Task description: Repeat the records exactly, so that each line matches the original.

§ §

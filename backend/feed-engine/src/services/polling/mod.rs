// ============================================
// Adaptive Polling Module
// ============================================
//
// Refreshes the feed on a timer whose period follows realtime channel health:
// slow while the push channel delivers, fast while it does not. A foreground
// resume after the background grace period triggers one extra refresh.
//
// The poller never looks at fetch results. Overlapping fetches are allowed.

pub mod lifecycle;
pub mod scheduler;

pub use lifecycle::{AppLifecycle, AppState, AppStateChannel};
pub use scheduler::{AdaptivePoller, PollerState};

use async_trait::async_trait;
use std::future::Future;

/// Refresh callback invoked by the poller.
///
/// Implemented for any `Fn() -> impl Future<Output = ()>` closure as well.
#[async_trait]
pub trait FeedFetcher: Send + Sync {
    async fn fetch(&self);
}

#[async_trait]
impl<F, Fut> FeedFetcher for F
where
    F: Fn() -> Fut + Send + Sync + 'static,
    Fut: Future<Output = ()> + Send + 'static,
{
    async fn fetch(&self) {
        (self)().await
    }
}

§ §

The completed task:
filename backend/feed-engine/src/services/polling/mod.rs
// ============================================
// Adaptive Polling Module
// ============================================
//
// Refreshes the feed on a timer whose period follows realtime channel health:
// slow while the push channel delivers, fast while it does not. A foreground
// resume after the background grace period triggers one extra refresh.
//
// The poller never looks at fetch results. Overlapping fetches are allowed.

pub mod lifecycle;
pub mod scheduler;

pub use lifecycle::{AppLifecycle, AppState, AppStateChannel};
pub use scheduler::{AdaptivePoller, PollerState};

use async_trait::async_trait;
use std::future::Future;

/// Refresh callback invoked by the poller.
///
/// Implemented for any `Fn() -> impl Future<Output = ()>` closure as well.
#[async_trait]
pub trait FeedFetcher: Send + Sync {
    async fn fetch(&self);
}

#[async_trait]
impl<F, Fut> FeedFetcher for F
where
    F: Fn() -> Fut + Send + Sync + 'static,
    Fut: Future<Output = ()> + Send + 'static,
{
    async fn fetch(&self) {
        (self)().await
    }
}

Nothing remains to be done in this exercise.